New Partnership Seeks to Bring Benefits of Open Data to Developing Countries
September 18, 2013
GENEVA, September 18, 2013 - The World Bank has joined forces with the Open Data Institute and the Open Knowledge Foundation in a 3-year project designed to help policy makers and citizens in developing countries understand and exploit the benefits of open data.
The project, launched today at the Open Knowledge Conference in Geneva, has three objectives: supporting developing countries to plan, execute and run open data initiatives; increasing the use of open data in developing countries; and growing the evidence-base on the impact of open data for development.
Amparo Ballivian, Lead Economist at the World Bank said, “Open data has already brought extraordinary benefits to people in rich countries, helping them to understand and improve the world around them. This project will take the benefits of open data to the developing world. It will explore and extend the frontiers of open data and harness its benefits for poverty reduction.”
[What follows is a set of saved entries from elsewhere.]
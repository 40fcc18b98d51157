//! tierkv export/import - JSON snapshots of the registry keys

use std::path::PathBuf;

use clap::Args;
use serde::Serialize;

use crate::app::AppContext;
use crate::backup::Snapshot;
use crate::cli::output::{self, HumanLayout};
use crate::error::Result;

#[derive(Args, Debug)]
pub struct ExportArgs {
    /// Write the snapshot here instead of stdout
    #[arg(long, short = 'o')]
    pub output: Option<PathBuf>,
}

#[derive(Args, Debug)]
pub struct ImportArgs {
    /// Snapshot file to restore
    pub path: PathBuf,
}

#[derive(Serialize)]
struct ExportSummary {
    path: String,
    keys: usize,
}

pub fn run_export(ctx: &AppContext, args: &ExportArgs) -> Result<()> {
    let snapshot = ctx.engine.export_snapshot();
    let Some(path) = &args.output else {
        // Without a target the snapshot itself is the output.
        return if ctx.robot_mode {
            output::emit_json(&output::robot_ok(&snapshot))
        } else {
            output::emit_json(&snapshot)
        };
    };

    snapshot.write(path)?;
    let summary = ExportSummary {
        path: path.display().to_string(),
        keys: snapshot.len(),
    };
    output::emit(ctx.robot_mode, &summary, |s| {
        let mut layout = HumanLayout::new();
        layout.status(true, &format!("exported {} key(s) to {}", s.keys, s.path));
        layout
    })
}

pub async fn run_import(ctx: &AppContext, args: &ImportArgs) -> Result<()> {
    let snapshot = Snapshot::read(&args.path)?;
    let report = ctx.engine.import_snapshot(&snapshot).await?;
    output::emit(ctx.robot_mode, &report, |r| {
        let mut layout = HumanLayout::new();
        layout.status(r.failed.is_empty(), &format!("restored {} key(s)", r.restored.len()));
        for key in &r.failed {
            layout.bullet(&format!("not restored: {key}"));
        }
        layout
    })
}
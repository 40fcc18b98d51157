use proptest::prelude::*;

use tierkv::logs::{entries_from_json, entries_to_json, merge, normalize, LogEntry};

fn arb_entry() -> impl Strategy<Value = LogEntry> {
    ("[A-Za-z]{1,8}", "[A-Za-z ]{0,12}", 0i64..50).prop_map(|(kind, subject, ts)| LogEntry::new(kind, subject, ts))
}

proptest! {
    #[test]
    fn merge_is_idempotent(existing in prop::collection::vec(arb_entry(), 0..20),
                           incoming in prop::collection::vec(arb_entry(), 0..20)) {
        let once = merge(&existing, &incoming);
        let twice = merge(&once.entries, &incoming);
        prop_assert_eq!(twice.added, 0);
        prop_assert_eq!(&twice.entries, &once.entries);
    }

    #[test]
    fn merged_entries_are_unique_and_newest_first(batch in prop::collection::vec(arb_entry(), 0..30)) {
        let entries = normalize(&batch);
        let mut keys: Vec<String> = entries.iter().map(LogEntry::dedup_key).collect();
        keys.sort();
        keys.dedup();
        prop_assert_eq!(keys.len(), entries.len());
        prop_assert!(entries.windows(2).all(|w| w[0].timestamp >= w[1].timestamp));
    }

    #[test]
    fn added_counts_only_new_records(existing in prop::collection::vec(arb_entry(), 0..15),
                                    incoming in prop::collection::vec(arb_entry(), 0..15)) {
        let base = normalize(&existing);
        let outcome = merge(&base, &incoming);
        prop_assert_eq!(outcome.entries.len(), base.len() + outcome.added);
    }

    #[test]
    fn json_round_trip_preserves_records(batch in prop::collection::vec(arb_entry(), 0..10)) {
        let back = entries_from_json(&entries_to_json(&batch));
        prop_assert_eq!(back, batch);
    }
}
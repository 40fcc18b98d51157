//! tierkv scan/hard-clear - Per-tier inspection and sticky wipes

use clap::Args;

use crate::app::AppContext;
use crate::cli::output::{self, HumanLayout};
use crate::error::Result;

#[derive(Args, Debug)]
pub struct ScanArgs {
    /// Key to inspect; the namespace prefix is added when missing
    pub key: String,
}

#[derive(Args, Debug)]
pub struct HardClearArgs {
    /// Key to wipe; the namespace prefix is added when missing
    pub key: String,
}

pub fn run_scan(ctx: &AppContext, args: &ScanArgs) -> Result<()> {
    let report = ctx.engine.scan_all_locations(&args.key);
    output::emit(ctx.robot_mode, &report, |r| {
        let mut layout = HumanLayout::new();
        layout.title(&format!("Locations of {}", r.key));
        if r.tombstoned {
            layout.bullet("tombstoned: reads return an empty list");
        }
        for location in &r.locations {
            layout.section(location.tier.as_str());
            if let Some(error) = &location.error {
                layout.status(false, error);
            } else if !location.found {
                layout.kv("found", "no");
            } else if location.corrupted {
                layout.status(false, "stored text is not valid JSON");
            } else {
                layout.kv("type", location.data_type.unwrap_or("unknown"));
                layout.kv("items", &location.item_count.unwrap_or(0).to_string());
            }
            if let Some(preview) = &location.preview {
                layout.kv("preview", preview);
            }
            layout.blank();
        }
        layout
    })
}

pub fn run_hard_clear(ctx: &AppContext, args: &HardClearArgs) -> Result<()> {
    let report = ctx.engine.hard_clear(&args.key);
    output::emit(ctx.robot_mode, &report, |r| {
        let mut layout = HumanLayout::new();
        layout.status(
            r.errors.is_empty(),
            &format!("{} and {} cleared on {} tier(s)", r.key, r.archive, r.cleared.len()),
        );
        for error in &r.errors {
            layout.bullet(error);
        }
        layout
    })
}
The project will include scoping the state of open data; assessing the readiness of countries to open up – and use – their data; training government officials, other policy makers, and civil society; undertaking research and producing guidelines on the best use of open data; and producing case studies of impact. At this stage all developing countries have an equal chance of participating.
Gavin Starks, CEO of the ODI said, “Open data drives economic growth and spurs innovation, unlocking previously unforeseen benefits for everyday citizens and for society as a whole. This project will enable more countries and citizens to discover solutions to their most pressing challenges. Our partnership with the World Bank and the Open Knowledge Foundation opens up almost limitless possibilities: to share, collaborate and generate value from open data at a global scale. Plus, it aligns entirely with the ODI’s aim to expand into new countries and sectors.”
With an initial budget of $1.25m in year one, the three founding organisations are looking for other partners to join them on the project. Interested parties should contact the ODI or Open Knowledge Foundation to find out more.
Laura James, CEO of the Open Knowledge Foundation said, “Making government, scientific and other data accessible and usable drives positive change across the spectrum: from health to transport, education to entrepreneurship, culture to community. This project will give citizens in developing countries the knowledge they need to campaign for change, and empower them to their hold their governments to account.”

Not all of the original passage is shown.